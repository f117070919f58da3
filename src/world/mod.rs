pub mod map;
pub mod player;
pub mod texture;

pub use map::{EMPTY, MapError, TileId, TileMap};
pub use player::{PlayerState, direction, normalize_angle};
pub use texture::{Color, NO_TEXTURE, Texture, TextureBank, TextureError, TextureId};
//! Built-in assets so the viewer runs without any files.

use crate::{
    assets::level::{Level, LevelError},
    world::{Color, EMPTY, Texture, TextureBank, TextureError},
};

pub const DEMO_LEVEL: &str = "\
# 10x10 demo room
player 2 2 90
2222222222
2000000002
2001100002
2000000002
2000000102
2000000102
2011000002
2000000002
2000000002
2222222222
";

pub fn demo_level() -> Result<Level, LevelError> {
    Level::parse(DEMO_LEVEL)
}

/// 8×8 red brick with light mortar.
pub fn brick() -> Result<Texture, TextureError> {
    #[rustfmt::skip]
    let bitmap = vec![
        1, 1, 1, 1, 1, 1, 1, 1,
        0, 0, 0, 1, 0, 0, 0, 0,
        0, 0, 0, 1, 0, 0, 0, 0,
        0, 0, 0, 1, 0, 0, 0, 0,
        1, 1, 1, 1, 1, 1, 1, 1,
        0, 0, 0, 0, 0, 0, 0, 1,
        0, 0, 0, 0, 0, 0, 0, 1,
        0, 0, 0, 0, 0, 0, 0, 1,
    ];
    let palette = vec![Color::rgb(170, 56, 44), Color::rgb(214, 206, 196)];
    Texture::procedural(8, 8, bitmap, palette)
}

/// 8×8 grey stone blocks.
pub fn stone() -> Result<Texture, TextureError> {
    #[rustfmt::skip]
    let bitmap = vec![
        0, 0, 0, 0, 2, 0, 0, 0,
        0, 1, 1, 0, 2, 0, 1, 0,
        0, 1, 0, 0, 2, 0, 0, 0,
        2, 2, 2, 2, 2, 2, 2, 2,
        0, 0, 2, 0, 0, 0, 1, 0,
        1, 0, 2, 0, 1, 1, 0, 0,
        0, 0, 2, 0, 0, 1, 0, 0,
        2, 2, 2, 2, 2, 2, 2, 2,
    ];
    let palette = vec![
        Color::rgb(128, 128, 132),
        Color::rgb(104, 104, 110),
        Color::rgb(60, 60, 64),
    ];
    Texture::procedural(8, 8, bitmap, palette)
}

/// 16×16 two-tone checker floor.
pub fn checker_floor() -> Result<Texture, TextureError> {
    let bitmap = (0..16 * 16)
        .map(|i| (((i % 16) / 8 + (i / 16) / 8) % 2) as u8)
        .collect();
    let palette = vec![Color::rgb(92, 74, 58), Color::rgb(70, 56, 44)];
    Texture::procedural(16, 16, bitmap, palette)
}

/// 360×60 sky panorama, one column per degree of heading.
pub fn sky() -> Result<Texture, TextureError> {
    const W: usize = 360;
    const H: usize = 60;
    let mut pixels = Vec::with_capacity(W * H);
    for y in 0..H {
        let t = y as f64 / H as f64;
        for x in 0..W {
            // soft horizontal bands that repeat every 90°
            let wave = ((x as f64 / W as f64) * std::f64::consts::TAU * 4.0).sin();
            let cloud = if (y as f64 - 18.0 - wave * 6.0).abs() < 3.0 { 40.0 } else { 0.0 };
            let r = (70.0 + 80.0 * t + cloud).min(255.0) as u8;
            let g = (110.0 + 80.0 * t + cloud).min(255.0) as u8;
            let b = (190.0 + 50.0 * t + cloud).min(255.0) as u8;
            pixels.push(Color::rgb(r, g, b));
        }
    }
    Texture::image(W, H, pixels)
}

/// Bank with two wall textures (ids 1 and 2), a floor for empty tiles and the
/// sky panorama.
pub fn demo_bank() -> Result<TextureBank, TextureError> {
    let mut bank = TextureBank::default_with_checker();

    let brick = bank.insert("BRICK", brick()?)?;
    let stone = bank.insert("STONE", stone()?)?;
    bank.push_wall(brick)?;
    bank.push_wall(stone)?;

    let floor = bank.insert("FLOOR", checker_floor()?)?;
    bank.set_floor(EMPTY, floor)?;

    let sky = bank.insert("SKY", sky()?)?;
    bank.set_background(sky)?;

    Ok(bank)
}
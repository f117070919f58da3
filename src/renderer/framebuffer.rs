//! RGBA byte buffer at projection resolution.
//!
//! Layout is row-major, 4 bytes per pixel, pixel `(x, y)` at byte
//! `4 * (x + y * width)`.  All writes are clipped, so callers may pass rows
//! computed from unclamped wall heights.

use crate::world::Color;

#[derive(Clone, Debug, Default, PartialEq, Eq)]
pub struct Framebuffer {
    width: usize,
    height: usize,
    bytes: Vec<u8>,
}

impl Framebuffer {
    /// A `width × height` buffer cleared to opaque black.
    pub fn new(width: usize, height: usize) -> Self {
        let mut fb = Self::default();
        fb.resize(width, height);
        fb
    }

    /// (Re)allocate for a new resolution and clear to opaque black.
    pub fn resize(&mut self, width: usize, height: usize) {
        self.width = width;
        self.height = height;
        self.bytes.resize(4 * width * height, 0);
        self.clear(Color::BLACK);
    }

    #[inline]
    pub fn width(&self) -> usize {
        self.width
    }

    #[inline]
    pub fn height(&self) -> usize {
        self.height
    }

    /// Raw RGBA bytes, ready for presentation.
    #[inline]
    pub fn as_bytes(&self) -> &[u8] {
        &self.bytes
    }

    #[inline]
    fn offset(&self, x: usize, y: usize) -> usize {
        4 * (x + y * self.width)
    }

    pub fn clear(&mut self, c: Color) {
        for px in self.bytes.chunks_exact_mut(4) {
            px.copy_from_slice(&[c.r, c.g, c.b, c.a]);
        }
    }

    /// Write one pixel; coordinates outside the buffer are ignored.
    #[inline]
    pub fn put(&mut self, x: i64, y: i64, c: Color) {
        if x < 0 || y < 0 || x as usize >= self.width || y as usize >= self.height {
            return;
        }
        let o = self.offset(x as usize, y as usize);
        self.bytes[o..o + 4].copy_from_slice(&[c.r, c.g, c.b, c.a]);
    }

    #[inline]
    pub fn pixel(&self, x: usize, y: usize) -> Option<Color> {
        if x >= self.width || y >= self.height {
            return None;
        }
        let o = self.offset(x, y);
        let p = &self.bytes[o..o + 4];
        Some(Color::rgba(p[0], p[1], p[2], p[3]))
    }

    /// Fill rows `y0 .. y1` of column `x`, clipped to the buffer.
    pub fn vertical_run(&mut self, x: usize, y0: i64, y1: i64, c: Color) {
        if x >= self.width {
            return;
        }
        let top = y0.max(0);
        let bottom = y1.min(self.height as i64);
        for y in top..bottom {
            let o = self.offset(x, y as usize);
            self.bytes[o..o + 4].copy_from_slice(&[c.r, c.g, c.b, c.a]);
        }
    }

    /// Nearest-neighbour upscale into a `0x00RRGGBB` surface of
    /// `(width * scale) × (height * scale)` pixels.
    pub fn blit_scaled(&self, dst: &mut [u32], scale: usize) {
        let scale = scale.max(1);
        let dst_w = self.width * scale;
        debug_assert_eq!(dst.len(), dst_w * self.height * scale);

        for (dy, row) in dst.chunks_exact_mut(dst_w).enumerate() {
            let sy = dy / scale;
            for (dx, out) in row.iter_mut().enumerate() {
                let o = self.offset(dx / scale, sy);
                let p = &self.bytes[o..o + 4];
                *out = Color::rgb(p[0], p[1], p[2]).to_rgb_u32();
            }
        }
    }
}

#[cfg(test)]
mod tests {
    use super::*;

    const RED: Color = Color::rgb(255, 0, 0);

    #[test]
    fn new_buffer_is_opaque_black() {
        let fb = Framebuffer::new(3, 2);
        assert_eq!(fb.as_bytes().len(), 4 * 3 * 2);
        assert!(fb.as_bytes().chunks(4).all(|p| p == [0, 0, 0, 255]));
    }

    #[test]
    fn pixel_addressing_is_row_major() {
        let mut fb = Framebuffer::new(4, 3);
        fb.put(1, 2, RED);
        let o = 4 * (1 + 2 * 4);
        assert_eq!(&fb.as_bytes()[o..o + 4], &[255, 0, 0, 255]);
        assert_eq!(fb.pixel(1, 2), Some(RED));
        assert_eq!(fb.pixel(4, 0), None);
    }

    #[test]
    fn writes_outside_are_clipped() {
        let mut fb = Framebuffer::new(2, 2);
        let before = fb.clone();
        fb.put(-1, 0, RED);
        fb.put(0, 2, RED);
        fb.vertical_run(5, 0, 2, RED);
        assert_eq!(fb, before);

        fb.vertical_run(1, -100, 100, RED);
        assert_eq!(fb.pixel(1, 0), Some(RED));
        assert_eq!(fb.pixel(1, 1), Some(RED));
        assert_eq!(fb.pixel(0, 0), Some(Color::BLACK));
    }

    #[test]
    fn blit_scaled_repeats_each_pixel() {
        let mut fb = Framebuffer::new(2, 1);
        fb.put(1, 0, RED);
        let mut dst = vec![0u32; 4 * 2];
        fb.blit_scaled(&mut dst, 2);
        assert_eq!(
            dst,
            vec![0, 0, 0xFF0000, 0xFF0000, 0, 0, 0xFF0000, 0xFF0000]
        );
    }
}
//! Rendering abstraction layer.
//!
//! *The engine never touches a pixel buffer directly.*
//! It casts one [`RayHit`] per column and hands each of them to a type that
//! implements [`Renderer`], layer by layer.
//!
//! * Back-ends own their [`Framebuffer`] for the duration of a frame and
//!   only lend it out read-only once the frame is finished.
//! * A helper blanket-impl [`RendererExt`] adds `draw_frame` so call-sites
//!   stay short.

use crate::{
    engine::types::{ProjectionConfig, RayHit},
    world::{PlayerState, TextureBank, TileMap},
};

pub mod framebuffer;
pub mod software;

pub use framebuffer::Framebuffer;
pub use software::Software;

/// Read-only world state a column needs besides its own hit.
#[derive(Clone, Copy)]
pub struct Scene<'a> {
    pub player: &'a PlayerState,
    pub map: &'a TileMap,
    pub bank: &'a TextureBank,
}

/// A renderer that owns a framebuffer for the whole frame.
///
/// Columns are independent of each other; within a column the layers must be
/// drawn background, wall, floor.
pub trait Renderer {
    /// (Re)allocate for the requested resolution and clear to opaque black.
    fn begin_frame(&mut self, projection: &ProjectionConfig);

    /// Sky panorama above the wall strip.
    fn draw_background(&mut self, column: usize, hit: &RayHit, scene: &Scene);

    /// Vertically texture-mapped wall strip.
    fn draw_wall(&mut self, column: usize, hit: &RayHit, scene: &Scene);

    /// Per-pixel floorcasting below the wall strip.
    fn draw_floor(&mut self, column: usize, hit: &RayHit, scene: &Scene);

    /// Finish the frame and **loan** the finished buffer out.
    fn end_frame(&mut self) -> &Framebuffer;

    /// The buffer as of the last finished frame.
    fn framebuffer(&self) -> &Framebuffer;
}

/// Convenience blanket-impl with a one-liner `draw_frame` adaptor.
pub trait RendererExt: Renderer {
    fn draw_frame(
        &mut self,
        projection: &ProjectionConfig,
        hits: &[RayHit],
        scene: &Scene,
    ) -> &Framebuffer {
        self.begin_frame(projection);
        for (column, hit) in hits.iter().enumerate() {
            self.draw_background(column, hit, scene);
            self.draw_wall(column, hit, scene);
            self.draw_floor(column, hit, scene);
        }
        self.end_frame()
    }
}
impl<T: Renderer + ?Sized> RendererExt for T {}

• • • • • • •

• [Task details]: Return solely the count of lines in the data above in which the word "that" occurs.

• [Exercise solution]: 3